How to complete this task: Please give back only the lines below from the one containing "use std::fmt;" to the one containing "by owning series.", each repeated word for word, both ends included.
"""
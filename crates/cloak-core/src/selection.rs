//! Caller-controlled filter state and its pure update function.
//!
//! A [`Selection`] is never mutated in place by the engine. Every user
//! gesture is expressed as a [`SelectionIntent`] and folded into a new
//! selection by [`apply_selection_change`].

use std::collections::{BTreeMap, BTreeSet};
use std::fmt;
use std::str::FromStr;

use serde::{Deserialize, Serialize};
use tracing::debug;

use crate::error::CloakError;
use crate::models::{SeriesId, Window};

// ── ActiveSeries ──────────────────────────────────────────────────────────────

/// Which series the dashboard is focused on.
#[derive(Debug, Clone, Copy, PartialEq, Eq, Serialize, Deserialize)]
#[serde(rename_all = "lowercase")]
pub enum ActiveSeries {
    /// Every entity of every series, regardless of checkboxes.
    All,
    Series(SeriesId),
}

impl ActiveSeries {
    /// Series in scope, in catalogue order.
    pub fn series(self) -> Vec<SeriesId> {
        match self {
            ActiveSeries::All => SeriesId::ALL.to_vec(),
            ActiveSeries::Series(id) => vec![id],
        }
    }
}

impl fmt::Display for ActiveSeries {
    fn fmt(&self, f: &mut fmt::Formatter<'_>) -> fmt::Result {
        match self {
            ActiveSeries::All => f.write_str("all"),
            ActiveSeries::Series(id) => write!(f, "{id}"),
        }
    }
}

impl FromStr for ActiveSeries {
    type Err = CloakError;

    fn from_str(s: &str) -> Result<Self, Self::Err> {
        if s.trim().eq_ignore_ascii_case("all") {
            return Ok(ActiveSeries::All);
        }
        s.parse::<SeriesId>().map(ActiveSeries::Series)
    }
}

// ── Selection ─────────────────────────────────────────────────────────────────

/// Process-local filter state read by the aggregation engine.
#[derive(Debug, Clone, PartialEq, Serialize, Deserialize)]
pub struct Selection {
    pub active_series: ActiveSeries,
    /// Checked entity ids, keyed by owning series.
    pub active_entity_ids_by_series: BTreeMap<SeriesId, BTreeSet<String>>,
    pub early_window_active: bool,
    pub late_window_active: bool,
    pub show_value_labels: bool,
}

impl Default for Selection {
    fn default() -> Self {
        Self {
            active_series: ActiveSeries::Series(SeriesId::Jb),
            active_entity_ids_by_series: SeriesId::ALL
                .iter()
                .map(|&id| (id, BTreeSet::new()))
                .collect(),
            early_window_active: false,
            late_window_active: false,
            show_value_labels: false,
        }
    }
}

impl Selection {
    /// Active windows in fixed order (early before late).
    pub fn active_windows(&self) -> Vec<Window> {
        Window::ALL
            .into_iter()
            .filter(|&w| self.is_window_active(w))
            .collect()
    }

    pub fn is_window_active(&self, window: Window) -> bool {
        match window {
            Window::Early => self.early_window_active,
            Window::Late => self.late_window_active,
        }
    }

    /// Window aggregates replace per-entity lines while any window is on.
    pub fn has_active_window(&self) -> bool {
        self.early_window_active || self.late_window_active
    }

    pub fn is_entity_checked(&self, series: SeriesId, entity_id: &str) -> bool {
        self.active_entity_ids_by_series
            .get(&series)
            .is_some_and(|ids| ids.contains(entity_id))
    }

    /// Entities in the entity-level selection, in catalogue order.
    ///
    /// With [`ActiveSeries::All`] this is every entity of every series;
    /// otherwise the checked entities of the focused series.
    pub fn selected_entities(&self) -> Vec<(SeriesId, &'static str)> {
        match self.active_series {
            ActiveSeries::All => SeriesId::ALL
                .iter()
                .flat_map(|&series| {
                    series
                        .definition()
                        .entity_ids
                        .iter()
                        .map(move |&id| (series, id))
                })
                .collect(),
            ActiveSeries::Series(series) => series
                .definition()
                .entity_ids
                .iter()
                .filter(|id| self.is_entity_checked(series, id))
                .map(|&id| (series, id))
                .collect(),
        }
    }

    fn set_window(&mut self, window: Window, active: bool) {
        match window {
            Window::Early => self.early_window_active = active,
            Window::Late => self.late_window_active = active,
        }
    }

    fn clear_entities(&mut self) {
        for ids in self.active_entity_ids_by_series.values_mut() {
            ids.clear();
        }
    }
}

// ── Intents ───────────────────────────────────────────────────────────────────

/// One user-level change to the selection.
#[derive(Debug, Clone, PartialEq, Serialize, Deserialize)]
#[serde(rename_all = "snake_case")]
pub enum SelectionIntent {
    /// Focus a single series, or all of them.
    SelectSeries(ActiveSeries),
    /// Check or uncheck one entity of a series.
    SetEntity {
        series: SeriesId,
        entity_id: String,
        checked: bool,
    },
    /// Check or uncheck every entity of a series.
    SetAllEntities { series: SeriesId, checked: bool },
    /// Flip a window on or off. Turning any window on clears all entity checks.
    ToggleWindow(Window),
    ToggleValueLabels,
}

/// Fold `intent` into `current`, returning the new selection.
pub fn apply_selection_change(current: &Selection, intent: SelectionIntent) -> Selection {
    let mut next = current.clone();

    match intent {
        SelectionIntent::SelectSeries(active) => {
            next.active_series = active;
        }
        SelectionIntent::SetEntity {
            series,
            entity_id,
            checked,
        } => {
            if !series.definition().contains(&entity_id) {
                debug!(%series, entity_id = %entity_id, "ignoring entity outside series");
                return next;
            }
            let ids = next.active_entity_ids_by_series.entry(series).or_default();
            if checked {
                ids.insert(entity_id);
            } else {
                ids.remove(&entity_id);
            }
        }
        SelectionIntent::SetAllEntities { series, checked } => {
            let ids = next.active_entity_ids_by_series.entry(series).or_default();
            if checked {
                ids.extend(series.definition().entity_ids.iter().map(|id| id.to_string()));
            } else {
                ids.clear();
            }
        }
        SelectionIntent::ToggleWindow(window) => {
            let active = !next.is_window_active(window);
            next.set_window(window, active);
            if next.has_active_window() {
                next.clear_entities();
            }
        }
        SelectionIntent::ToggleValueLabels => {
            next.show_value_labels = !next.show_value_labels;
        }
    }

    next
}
"""
Solution:
use std::fmt;
use std::str::FromStr;

use serde::{Deserialize, Serialize};
use tracing::debug;

use crate::error::CloakError;
use crate::models::{SeriesId, Window};

// ── ActiveSeries ──────────────────────────────────────────────────────────────

/// Which series the dashboard is focused on.
#[derive(Debug, Clone, Copy, PartialEq, Eq, Serialize, Deserialize)]
#[serde(rename_all = "lowercase")]
pub enum ActiveSeries {
    /// Every entity of every series, regardless of checkboxes.
    All,
    Series(SeriesId),
}

impl ActiveSeries {
    /// Series in scope, in catalogue order.
    pub fn series(self) -> Vec<SeriesId> {
        match self {
            ActiveSeries::All => SeriesId::ALL.to_vec(),
            ActiveSeries::Series(id) => vec![id],
        }
    }
}

impl fmt::Display for ActiveSeries {
    fn fmt(&self, f: &mut fmt::Formatter<'_>) -> fmt::Result {
        match self {
            ActiveSeries::All => f.write_str("all"),
            ActiveSeries::Series(id) => write!(f, "{id}"),
        }
    }
}

impl FromStr for ActiveSeries {
    type Err = CloakError;

    fn from_str(s: &str) -> Result<Self, Self::Err> {
        if s.trim().eq_ignore_ascii_case("all") {
            return Ok(ActiveSeries::All);
        }
        s.parse::<SeriesId>().map(ActiveSeries::Series)
    }
}

// ── Selection ─────────────────────────────────────────────────────────────────

/// Process-local filter state read by the aggregation engine.
#[derive(Debug, Clone, PartialEq, Serialize, Deserialize)]
pub struct Selection {
    pub active_series: ActiveSeries,
    /// Checked entity ids, keyed by owning series.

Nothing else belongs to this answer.